[Stored items]
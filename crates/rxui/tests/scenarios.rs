#![forbid(unsafe_code)]

//! End-to-end scenarios through the facade, with deferred delivery on a
//! virtual clock.

use std::sync::{Arc, Mutex};

use rxui::prelude::*;
use rxui::rxui_core::sync::lock;
use rxui_harness::{TestScheduler, init_test_tracing};

fn record<T: Clone + Send + Sync + 'static>(stream: &Stream<T>) -> (Arc<Mutex<Vec<T>>>, Subscription) {
    let log = Arc::new(Mutex::new(Vec::new()));
    let sink = Arc::clone(&log);
    let sub = stream.subscribe(move |v| lock(&sink).push(v.clone()));
    (log, sub)
}

#[test]
fn add_remove_clear_scenario() {
    init_test_tracing();
    let sched = TestScheduler::new();
    let collection = ChangeTrackingCollection::<i32>::with_scheduler(sched.handle());
    let (changing, _a) = record(&collection.collection_count_changing());
    let (changed, _b) = record(&collection.collection_count_changed());
    let (added, _c) = record(&collection.items_added());
    let (removed, _d) = record(&collection.items_removed());

    collection.push(10);
    collection.push(20);
    collection.push(30);
    collection.remove_at(1).unwrap();
    // Before-family streams are synchronous.
    assert_eq!(*lock(&changing), vec![0, 1, 2, 3]);
    assert!(lock(&added).is_empty());

    assert_eq!(collection.clear(), vec![10, 30]);
    sched.flush();

    assert_eq!(*lock(&changing), vec![0, 1, 2, 3, 2]);
    assert_eq!(*lock(&changed), vec![1, 2, 3, 2, 0]);
    assert_eq!(*lock(&added), vec![10, 20, 30]);
    assert_eq!(*lock(&removed), vec![20]);
}

#[test]
fn initial_items_are_not_observed() {
    let sched = TestScheduler::new();
    let collection =
        ChangeTrackingCollection::from_items_with_scheduler(["a", "b", "c"], sched.handle());
    let (added, _a) = record(&collection.items_added());
    let (changed, _b) = record(&collection.changed());
    sched.start();
    assert_eq!(collection.to_vec(), vec!["a", "b", "c"]);
    assert!(lock(&added).is_empty());
    assert!(lock(&changed).is_empty());
}

#[test]
fn changed_reports_collection_level_records() {
    let sched = TestScheduler::new();
    let collection = ChangeTrackingCollection::<char>::with_scheduler(sched.handle());
    let (changed, _sub) = record(&collection.changed());
    collection.push('a');
    collection.replace(0, 'b').unwrap();
    collection.clear();
    sched.flush();

    let changed = lock(&changed);
    assert_eq!(changed.len(), 4);
    assert!(changed.iter().all(|c| c.property_name == rxui::rxui_runtime::ITEMS_PROPERTY));
    assert!(changed.iter().all(|c| c.sender.is_collection()));
}

#[test]
fn command_gated_by_collection_size() {
    let collection = ChangeTrackingCollection::<u8>::with_scheduler(ImmediateScheduler::handle());
    let has_items = collection.collection_count_changed().map(|n| *n > 0);
    let clear_all: ObservableCommand<()> = Stream::just(false)
        .merge_with(&has_items)
        .to_command(Some(ImmediateScheduler::handle()));
    assert!(!clear_all.can_execute(&()));

    let target = collection.clone();
    let _run = clear_all.subscribe(move |_| {
        target.clear();
    });
    collection.push(1);
    assert!(clear_all.can_execute(&()));
    clear_all.execute(());
    assert!(collection.is_empty());
    assert!(!clear_all.can_execute(&()));
}
#![forbid(unsafe_code)]

//! Observable commands.
//!
//! An [`ObservableCommand`] exposes "execute" as a stream of parameters and
//! gates it with an observable enablement predicate.
//!
//! # Enablement
//!
//! The enablement source is multicast through a [`ScheduledRedispatcher`],
//! so every observer sees the same values on the command's scheduler. An
//! internal watcher keeps the latest value (starting at `true`) and fires
//! [`Command::can_execute_changed`] only when that value actually flips.
//!
//! A failing enablement source is logged, treated as a final `false`, and
//! stops further enablement updates. Execution keeps working.
//!
//! # Example
//! ```
//! use rxui_core::{EventStream, ImmediateScheduler};
//! use rxui_runtime::{Command, ObservableCommand};
//!
//! let enabled = EventStream::new();
//! let save: ObservableCommand<String> =
//!     ObservableCommand::new(Some(enabled.stream()), Some(ImmediateScheduler::handle()));
//! assert!(save.can_execute(&String::new()));
//! enabled.next(false);
//! assert!(!save.can_execute(&String::new()));
//! ```

use std::sync::atomic::{AtomicBool, Ordering};
use std::sync::{Arc, Mutex};

use rxui_core::sync::lock;
use rxui_core::{
    EventStream, RxError, ScheduledRedispatcher, SchedulerContext, SchedulerHandle, Stream,
    Subscription,
};

/// Host-facing command surface.
pub trait Command<P>: Send + Sync {
    /// Whether `parameter` may be executed right now.
    fn can_execute(&self, parameter: &P) -> bool;

    /// Run the command with `parameter`.
    fn execute(&self, parameter: P);

    /// Fires whenever the answer of [`can_execute`](Self::can_execute) may
    /// have changed.
    fn can_execute_changed(&self) -> Stream<()>;
}

/// Command whose executions and enablement are streams.
pub struct ObservableCommand<P> {
    scheduler: SchedulerHandle,
    enablement: ScheduledRedispatcher<bool>,
    latest: Arc<AtomicBool>,
    changed: EventStream<()>,
    executions: ScheduledRedispatcher<P>,
    links: Mutex<Vec<Subscription>>,
    disposed: AtomicBool,
}

impl<P> std::fmt::Debug for ObservableCommand<P> {
    fn fmt(&self, f: &mut std::fmt::Formatter<'_>) -> std::fmt::Result {
        f.debug_struct("ObservableCommand")
            .field("scheduler", &self.scheduler.name())
            .field("can_execute", &self.latest.load(Ordering::Acquire))
            .field("disposed", &self.disposed.load(Ordering::Acquire))
            .finish()
    }
}

impl<P: Clone + Send + Sync + 'static> ObservableCommand<P> {
    /// Command gated by `can_execute` (always enabled when `None`) that
    /// delivers on `scheduler` (the global deferred scheduler when `None`).
    pub fn new(can_execute: Option<Stream<bool>>, scheduler: Option<SchedulerHandle>) -> Self {
        Self::new_in(SchedulerContext::global(), can_execute, scheduler)
    }

    /// Like [`new`](Self::new), defaulting to `ctx`'s deferred scheduler.
    pub fn new_in(
        ctx: &SchedulerContext,
        can_execute: Option<Stream<bool>>,
        scheduler: Option<SchedulerHandle>,
    ) -> Self {
        let scheduler = scheduler.unwrap_or_else(|| ctx.deferred());
        let source = can_execute.unwrap_or_else(|| Stream::just(true));

        let latest = Arc::new(AtomicBool::new(true));
        let changed: EventStream<()> = EventStream::new();
        let enablement = ScheduledRedispatcher::new(Arc::clone(&scheduler));

        let seen = Arc::clone(&latest);
        let notify = changed.clone();
        let watcher = enablement.subscribe(move |value: &bool| {
            if seen.swap(*value, Ordering::AcqRel) != *value {
                notify.next(());
            }
        });

        // The watcher must be attached before connecting so a cold source's
        // initial values are not missed.
        enablement.connect(&source.on_error_return(|err| {
            let fault = RxError::EnablementSourceFaulted(err.to_string());
            tracing::warn!(error = %fault, "command enablement source failed; command disabled");
            false
        }));

        Self {
            executions: ScheduledRedispatcher::new(Arc::clone(&scheduler)),
            scheduler,
            enablement,
            latest,
            changed,
            links: Mutex::new(vec![watcher]),
            disposed: AtomicBool::new(false),
        }
    }

    /// Wrap `host` so it can be used as an [`ObservableCommand`].
    ///
    /// Enablement is re-evaluated with `probe` whenever the host reports a
    /// change, and every execution is forwarded to the host.
    pub fn proxy(host: Arc<dyn Command<P>>, probe: P, scheduler: Option<SchedulerHandle>) -> Self {
        let probed = Arc::clone(&host);
        let enablement = Stream::just(())
            .merge_with(&host.can_execute_changed())
            .map(move |_| probed.can_execute(&probe));
        let command = Self::new(Some(enablement), scheduler);
        let forward = command
            .executions
            .subscribe(move |parameter: &P| host.execute(parameter.clone()));
        lock(&command.links).push(forward);
        command
    }

    /// Stream of executed parameters, on the command's scheduler.
    pub fn executions(&self) -> Stream<P> {
        self.executions.stream()
    }

    /// Subscribe to executions.
    pub fn subscribe(&self, on_execute: impl Fn(&P) + Send + Sync + 'static) -> Subscription {
        self.executions.subscribe(on_execute)
    }

    /// Enablement values with consecutive repeats removed.
    pub fn can_execute_stream(&self) -> Stream<bool> {
        self.enablement.stream().distinct_until_changed()
    }
}

impl<P> ObservableCommand<P> {
    /// Scheduler executions and enablement are delivered on.
    pub fn scheduler(&self) -> &SchedulerHandle {
        &self.scheduler
    }

    /// Disconnect the enablement source. Idempotent.
    pub fn dispose(&self) {
        if self.disposed.swap(true, Ordering::AcqRel) {
            return;
        }
        tracing::debug!(scheduler = self.scheduler.name(), "command disposed");
        self.enablement.disconnect();
    }

    pub fn is_disposed(&self) -> bool {
        self.disposed.load(Ordering::Acquire)
    }
}

impl<P: Clone + Send + Sync + 'static> Command<P> for ObservableCommand<P> {
    /// The latest de-duplicated enablement value. The parameter is ignored.
    fn can_execute(&self, _parameter: &P) -> bool {
        self.latest.load(Ordering::Acquire)
    }

    /// Publish `parameter` on the execution stream, whether or not the
    /// command is currently enabled.
    fn execute(&self, parameter: P) {
        tracing::debug!(scheduler = self.scheduler.name(), "command executed");
        self.executions.next(parameter);
    }

    fn can_execute_changed(&self) -> Stream<()> {
        self.changed.stream()
    }
}

impl<P> Drop for ObservableCommand<P> {
    fn drop(&mut self) {
        self.dispose();
    }
}

/// Build a command gated by this stream.
pub trait ToCommand {
    fn to_command<P: Clone + Send + Sync + 'static>(
        &self,
        scheduler: Option<SchedulerHandle>,
    ) -> ObservableCommand<P>;
}

impl ToCommand for Stream<bool> {
    fn to_command<P: Clone + Send + Sync + 'static>(
        &self,
        scheduler: Option<SchedulerHandle>,
    ) -> ObservableCommand<P> {
        ObservableCommand::new(Some(self.clone()), scheduler)
    }
}

/// Execute `command` with each value of `stream` that it currently accepts.
pub fn invoke_command<P, C>(stream: &Stream<P>, command: Arc<C>) -> Subscription
where
    P: Clone + Send + Sync + 'static,
    C: Command<P> + ?Sized + 'static,
{
    stream.subscribe(move |value: &P| {
        if command.can_execute(value) {
            command.execute(value.clone());
        }
    })
}

/// Method form of [`invoke_command`].
pub trait InvokeCommand<P> {
    fn invoke_command<C: Command<P> + ?Sized + 'static>(&self, command: Arc<C>) -> Subscription;
}

impl<P: Clone + Send + Sync + 'static> InvokeCommand<P> for Stream<P> {
    fn invoke_command<C: Command<P> + ?Sized + 'static>(&self, command: Arc<C>) -> Subscription {
        invoke_command(self, command)
    }
}

#[cfg(test)]
mod tests {
    use super::*;
    use rxui_core::ImmediateScheduler;
    use std::sync::atomic::AtomicUsize;

    fn immediate<P: Clone + Send + Sync + 'static>(source: Option<Stream<bool>>) -> ObservableCommand<P> {
        ObservableCommand::new(source, Some(ImmediateScheduler::handle()))
    }

    fn counter(stream: &Stream<()>) -> (Arc<AtomicUsize>, Subscription) {
        let hits = Arc::new(AtomicUsize::new(0));
        let sink = Arc::clone(&hits);
        let sub = stream.subscribe(move |_| {
            sink.fetch_add(1, Ordering::SeqCst);
        });
        (hits, sub)
    }

    #[test]
    fn without_source_is_always_enabled() {
        let command: ObservableCommand<u8> = immediate(None);
        let (hits, _sub) = counter(&command.can_execute_changed());
        assert!(command.can_execute(&0));
        command.execute(1);
        assert!(command.can_execute(&0));
        assert_eq!(hits.load(Ordering::SeqCst), 0);
    }

    #[test]
    fn changed_fires_only_on_flips() {
        let source = EventStream::new();
        let command: ObservableCommand<()> = immediate(Some(source.stream()));
        let (hits, _sub) = counter(&command.can_execute_changed());
        for value in [true, true, false, false, true] {
            source.next(value);
        }
        assert_eq!(hits.load(Ordering::SeqCst), 2);
        assert!(command.can_execute(&()));
    }

    #[test]
    fn executions_arrive_in_order_even_when_disabled() {
        let command: ObservableCommand<u32> = immediate(Some(Stream::just(false)));
        let seen = Arc::new(Mutex::new(Vec::new()));
        let sink = Arc::clone(&seen);
        let _sub = command.subscribe(move |p| lock(&sink).push(*p));
        assert!(!command.can_execute(&0));
        for p in 0..4 {
            command.execute(p);
        }
        assert_eq!(*lock(&seen), vec![0, 1, 2, 3]);
    }

    #[test]
    fn source_fault_disables_and_keeps_executing() {
        let source = EventStream::new();
        let command: ObservableCommand<u8> = immediate(Some(source.stream()));
        let (hits, _sub) = counter(&command.can_execute_changed());
        source.error(RxError::source("boom"));
        assert!(!command.can_execute(&0));
        assert_eq!(hits.load(Ordering::SeqCst), 1);

        source.next(true);
        assert!(!command.can_execute(&0));

        let ran = Arc::new(AtomicBool::new(false));
        let flag = Arc::clone(&ran);
        let _exec = command.subscribe(move |_| flag.store(true, Ordering::SeqCst));
        command.execute(9);
        assert!(ran.load(Ordering::SeqCst));
    }

    #[test]
    fn dispose_stops_enablement_updates() {
        let source = EventStream::new();
        let command: ObservableCommand<u8> = immediate(Some(source.stream()));
        command.dispose();
        command.dispose();
        assert!(command.is_disposed());
        source.next(false);
        assert!(command.can_execute(&0));
        assert_eq!(source.subscriber_count(), 0);
    }

    #[test]
    fn invoke_command_skips_rejected_values() {
        let gate = EventStream::new();
        let command = Arc::new(immediate::<i32>(Some(gate.stream())));
        let seen = Arc::new(Mutex::new(Vec::new()));
        let sink = Arc::clone(&seen);
        let _exec = command.subscribe(move |p| lock(&sink).push(*p));

        let input = EventStream::new();
        let _link = input.stream().invoke_command(Arc::clone(&command));
        input.next(1);
        gate.next(false);
        input.next(2);
        gate.next(true);
        input.next(3);
        assert_eq!(*lock(&seen), vec![1, 3]);
    }

    #[test]
    fn proxy_follows_and_forwards_to_host() {
        let gate = EventStream::new();
        let host = Arc::new(immediate::<String>(Some(gate.stream())));
        let seen = Arc::new(Mutex::new(Vec::new()));
        let sink = Arc::clone(&seen);
        let _exec = host.subscribe(move |p| lock(&sink).push(p.clone()));

        let as_dyn: Arc<dyn Command<String>> = host.clone();
        let proxy = ObservableCommand::proxy(as_dyn, String::new(), Some(ImmediateScheduler::handle()));
        assert!(proxy.can_execute(&String::new()));
        gate.next(false);
        assert!(!proxy.can_execute(&String::new()));

        proxy.execute("go".to_string());
        assert_eq!(*lock(&seen), vec!["go".to_string()]);
    }

    #[test]
    fn to_command_uses_the_stream() {
        let command: ObservableCommand<()> = Stream::just(false).to_command(Some(ImmediateScheduler::handle()));
        assert!(!command.can_execute(&()));
    }
}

Exercise:
Where the string "Subscription" turns up in a line of the data above, copy that whole line.

Completed exercise:
fn record<T: Clone + Send + Sync + 'static>(stream: &Stream<T>) -> (Arc<Mutex<Vec<T>>>, Subscription) {
    Subscription,
    links: Mutex<Vec<Subscription>>,
    pub fn subscribe(&self, on_execute: impl Fn(&P) + Send + Sync + 'static) -> Subscription {
pub fn invoke_command<P, C>(stream: &Stream<P>, command: Arc<C>) -> Subscription
    fn invoke_command<C: Command<P> + ?Sized + 'static>(&self, command: Arc<C>) -> Subscription;
    fn invoke_command<C: Command<P> + ?Sized + 'static>(&self, command: Arc<C>) -> Subscription {
    fn counter(stream: &Stream<()>) -> (Arc<AtomicUsize>, Subscription) {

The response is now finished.